With this promising start, AECL came to be a major world supplier of medical isotopes, using both the NRX reactor, and the NRU reactor, which came on-line in 1957. However, as these reactors began to age, it became clear that a new facility would be needed to continue the production of medical isotopes.

===Beginnings===
In the late 1980s, AECL began to acknowledge that continued isotope production would require the construction of a new reactor to replace capacity lost by the planned closing of the NRX in 1992, and the planned closing of the NRU early in the new millennium. Design work on a replacement, originally under the name "Maple-X10", began in the late 1980s.

As part of a restructuring taking place around the same time, the medical isotopes side of AECL was reorganized as Nordion in 1988. Work on the X10 project essentially ended at this point. Nordion company was purchased by MDS in 1991, and an agreement was reached between AECL and MDS Nordion that a new facility dedicated to the production of medical isotopes would be needed. A formal agreement was signed to begin the project in August 1996. Following a year-long environmental assessment, construction began in December 1997.

The design that resulted involved a facility with two identical reactors, each capable of supplying 100% of the world's medical isotope demand. The second reactor would function primarily as a backup, to ensure that the supply of isotopes would not be interrupted by maintenance or unplanned shutdowns. This is made necessary by the nature of medical isotopes; many have short half-lives, and must be used within a few days of production.
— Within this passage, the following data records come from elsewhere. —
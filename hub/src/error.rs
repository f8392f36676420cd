use std::any::Any;
use std::error::Error;
use thiserror::Error;

/// Failure of a single listener during dispatch. These never reach the caller
/// of `trigger`; the hub reports them through the log and carries on.
#[derive(Debug, Error)]
pub enum ListenerError {
    #[error("{}", .0)]
    Failed(Box<dyn Error>),
    #[error("listener panicked: {}", .0)]
    Panicked(String),
}

impl ListenerError {
    pub fn failed<T: Error + 'static>(err: T) -> ListenerError {
        ListenerError::Failed(Box::new(err))
    }

    pub(crate) fn from_panic(payload: Box<dyn Any + Send>) -> ListenerError {
        let message = match payload.downcast::<String>() {
            Ok(message) => *message,
            Err(payload) => match payload.downcast_ref::<&'static str>() {
                Some(message) => (*message).to_owned(),
                None => "unknown panic payload".to_owned(),
            },
        };
        ListenerError::Panicked(message)
    }
}
mod callback;
mod context;
mod error;
mod event;
mod hub;
mod mixin;
mod names;
mod registry;

pub use callback::{Callback, IntoOutcome, Reply};
pub use context::Context;
pub use error::ListenerError;
pub use event::{Channel, Event};
pub use hub::{EventHub, HubBuilder};
pub use mixin::{mix_to, Evented, Events};
pub use names::ALL;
With treatments being constantly carried out around the globe, an uninterruptible supply was essential.

There had been some local opposition to the use of highly enriched uranium (HEU) in the reactor, as well as from activists in the United States who fear that the uranium could be stolen by terrorists and used to fabricate a bomb.
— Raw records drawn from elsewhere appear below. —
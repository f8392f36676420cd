use std::cell::Cell;
use std::collections::HashMap;
use std::rc::Rc;

use crate::{Callback, Context};

/// One registration of a callback, bound to a context, under one event name.
pub(crate) struct Listener<A> {
    pub(crate) callback: Callback<A>,
    pub(crate) context: Context,
    fired: Option<Rc<Cell<bool>>>,
}

impl<A> Listener<A> {
    pub(crate) fn new(callback: Callback<A>, context: Context) -> Self {
        Listener { callback, context, fired: None }
    }

    /// A listener that is only ever invoked once.
    pub(crate) fn once(callback: Callback<A>, context: Context) -> Self {
        Listener { callback, context, fired: Some(Rc::new(Cell::new(false))) }
    }

    pub(crate) fn is_once(&self) -> bool {
        self.fired.is_some()
    }

    /// Claims the right to invoke this listener. Always succeeds for regular
    /// listeners; once listeners succeed a single time.
    pub(crate) fn claim(&self) -> bool {
        match &self.fired {
            None => true,
            Some(fired) => !fired.replace(true),
        }
    }

    fn matches(&self, callback: Option<&Callback<A>>, context: Option<&Context>) -> bool {
        callback.map_or(true, |callback| self.callback.ptr_eq(callback))
            && context.map_or(true, |context| self.context.same(context))
    }

    fn is_registration(&self, other: &Listener<A>) -> bool {
        match (&self.fired, &other.fired) {
            (Some(a), Some(b)) => Rc::ptr_eq(a, b),
            _ => false,
        }
    }
}

impl<A> Clone for Listener<A> {
    fn clone(&self) -> Self {
        Listener {
            callback: self.callback.clone(),
            context: self.context.clone(),
            fired: self.fired.clone(),
        }
    }
}

/// Listener list as seen by a dispatch. Holding one keeps it unchanged no
/// matter what the registry does afterwards.
pub(crate) type Snapshot<A> = Rc<Vec<Listener<A>>>;

/// Event name to listeners, in registration order.
///
/// Lists are never edited while shared: adding copies the list if a dispatch
/// still holds it, removing always builds a replacement.
pub(crate) struct Registry<A> {
    lists: HashMap<String, Snapshot<A>>,
}

impl<A> Registry<A> {
    pub(crate) fn new() -> Self {
        Registry { lists: HashMap::new() }
    }

    pub(crate) fn add(&mut self, name: &str, listener: Listener<A>) {
        let list = self.lists.entry(name.to_owned()).or_default();
        Rc::make_mut(list).push(listener);
    }

    pub(crate) fn snapshot(&self, name: &str) -> Option<Snapshot<A>> {
        self.lists.get(name).cloned()
    }

    /// Removes the listeners under `names` (every name when [None]) matching
    /// both filters. Returns the number of listeners removed.
    pub(crate) fn remove(&mut self, names: Option<&[&str]>, callback: Option<&Callback<A>>, context: Option<&Context>) -> usize {
        let keys: Vec<String> = match names {
            Some(names) => names.iter().map(|name| (*name).to_owned()).collect(),
            None => self.lists.keys().cloned().collect(),
        };

        let mut removed = 0;
        for key in keys {
            removed += self.retain(&key, |listener| !listener.matches(callback, context));
        }
        removed
    }

    /// Removes one specific once-registration from under `name`.
    pub(crate) fn remove_registration(&mut self, name: &str, registration: &Listener<A>) {
        self.retain(name, |listener| !listener.is_registration(registration));
    }

    pub(crate) fn count(&self, name: &str) -> usize {
        self.lists.get(name).map_or(0, |list| list.len())
    }

    pub(crate) fn names(&self) -> impl Iterator<Item=&str> {
        self.lists.keys().map(String::as_str)
    }

    fn retain(&mut self, name: &str, keep: impl Fn(&Listener<A>) -> bool) -> usize {
        let Some(list) = self.lists.get(name) else {
            return 0;
        };

        let kept: Vec<Listener<A>> = list.iter().filter(|listener| keep(listener)).cloned().collect();
        let removed = list.len() - kept.len();

        if kept.is_empty() {
            self.lists.remove(name);
        } else if removed > 0 {
            self.lists.insert(name.to_owned(), Rc::new(kept));
        }
        removed
    }
}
===Project cancellation===
Originally planned to complete construction in 1999 and 2000, both reactors were instead completed in May 2000. An operational license was granted in August 1999 for the MAPLE I reactor, and extended to include the MAPLE II reactor in June 2000. Commissioning testing was begun immediately, with the MAPLE I achieving its first sustained reaction in February 2000, and MAPLE II following in October 2003.

However, during testing, it was noted that some of the emergency shut-off rods in the MAPLE I reactor could fail to deploy in certain demanding situations. This failure was ascribed to workmanship and design issues, and related to fine metal particles accumulating in the control rods' housing and interfering with their free movement.
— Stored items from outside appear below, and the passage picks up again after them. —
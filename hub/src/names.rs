/// Name of the wildcard channel. Listeners registered under it are notified of
/// every event the hub dispatches, after that event's own listeners.
pub const ALL: &str = "all";

/// Splits a multi-event string such as `"change:name change:age"` into the
/// individual event names, in the order they appear.
pub(crate) fn split(names: &str) -> impl Iterator<Item=&str> {
    names.split_whitespace()
}

pub(crate) fn is_all(name: &str) -> bool {
    name == ALL
}
use std::error::Error;
use std::fmt;
use std::rc::Rc;

use crate::{Event, ListenerError};

/// What a listener hands back to [trigger](crate::EventHub::trigger), and the
/// aggregate of a whole dispatch.
///
/// `Reject` is contagious: once any listener in a dispatch rejects, the
/// aggregate stays `Reject`. `Silent` never overrides an earlier reply.
#[derive(Debug, Default, Clone, Copy, PartialEq, Eq)]
pub enum Reply {
    #[default]
    Silent,
    Accept,
    Reject,
}

impl Reply {
    /// True unless some listener rejected the event.
    pub fn passed(self) -> bool {
        self != Reply::Reject
    }

    /// Folds the reply of one listener into the running aggregate.
    pub(crate) fn merge(self, reply: Reply) -> Reply {
        match (self, reply) {
            (Reply::Reject, _) | (_, Reply::Reject) => Reply::Reject,
            (_, Reply::Accept) => Reply::Accept,
            (aggregate, Reply::Silent) => aggregate,
        }
    }
}

impl From<()> for Reply {
    fn from(_: ()) -> Self {
        Reply::Silent
    }
}

impl From<bool> for Reply {
    fn from(value: bool) -> Self {
        if value { Reply::Accept } else { Reply::Reject }
    }
}

impl From<Option<bool>> for Reply {
    fn from(value: Option<bool>) -> Self {
        value.map_or(Reply::Silent, Reply::from)
    }
}

/// Return types a listener closure may have. Plain replies always succeed,
/// a `Result` reports its error to the hub's diagnostics.
pub trait IntoOutcome {
    fn into_outcome(self) -> Result<Reply, ListenerError>;
}

macro_rules! reply_outcome {
    ($($reply:ty),* $(,)?) => {
        $(
            impl IntoOutcome for $reply {
                fn into_outcome(self) -> Result<Reply, ListenerError> {
                    Ok(self.into())
                }
            }
        )*
    };
}

reply_outcome!((), bool, Option<bool>, Reply);

impl<T, E> IntoOutcome for Result<T, E>
    where T: Into<Reply>,
          E: Into<Box<dyn Error>> {
    fn into_outcome(self) -> Result<Reply, ListenerError> {
        self.map(Into::into)
            .map_err(|err| ListenerError::Failed(err.into()))
    }
}

type ListenerFn<A> = dyn Fn(&Event<'_, A>) -> Result<Reply, ListenerError>;

/// Shared handle to a listener function.
///
/// Clones refer to the same function, and [off](crate::EventHub::off) removes
/// registrations by that identity. Keep a clone around to remove a listener
/// later.
pub struct Callback<A> {
    function: Rc<ListenerFn<A>>,
}

impl<A> Callback<A> {
    pub fn new<F, O>(function: F) -> Self
        where F: 'static + Fn(&Event<'_, A>) -> O,
              O: IntoOutcome {
        let function: Rc<ListenerFn<A>> = Rc::new(move |event: &Event<'_, A>| {
            function(event).into_outcome()
        });
        Callback { function }
    }

    /// Whether both handles refer to the same listener function.
    pub fn ptr_eq(&self, other: &Callback<A>) -> bool {
        Rc::as_ptr(&self.function) as *const () == Rc::as_ptr(&other.function) as *const ()
    }

    pub(crate) fn call(&self, event: &Event<'_, A>) -> Result<Reply, ListenerError> {
        (self.function)(event)
    }
}

impl<A> Clone for Callback<A> {
    fn clone(&self) -> Self {
        Callback { function: Rc::clone(&self.function) }
    }
}

impl<A> PartialEq for Callback<A> {
    fn eq(&self, other: &Self) -> bool {
        self.ptr_eq(other)
    }
}

impl<A> fmt::Debug for Callback<A> {
    fn fmt(&self, f: &mut fmt::Formatter<'_>) -> fmt::Result {
        write!(f, "Callback({:p})", Rc::as_ptr(&self.function) as *const ())
    }
}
In addition, later testing found that the reactors have a positive power co-efficient of reactivity (PCR), which was in disagreement with the prediction of the modelling, and was a significant barrier to commissioning. A positive power co-efficient means that the reactor becomes more reactive when it heats up; in the case of an unplanned power spike, such a design can "run away" and potentially cause a meltdown.

Consequently, significant efforts were made to resolve the outstanding issues, but progress towards commissioning the reactors was markedly slowed. During the subsequent eight-year-long delay in the start of commercial production, the project significantly overran its budgeted cost. The original budget was $140 million, but by 2005 it had already cost $300 million. Disputes over responsibility for the overruns between AECL and MDS Nordion added a further layer of complexity to the process. After considerable negotiation, AECL assumed full responsibility for the reactor in a settlement.

The MAPLE facility was granted an extension on its operating license on 25 October 2007, which would permit operations until 31 October 2011. This (final) submission envisioned that the MAPLE I reactor would be operational in late 2008.

On 16 May 2008, AECL released a statement announcing that the MAPLE program had been terminated, as it had become "no longer feasible to complete the commissioning and start-up of the reactors". In this statement, AECL indicated that they would move to further extend the licence of the operating NRU reactor to continue the production of medical isotopes. The statement left unclear what long-term direction AECL would take for its medical isotope production business.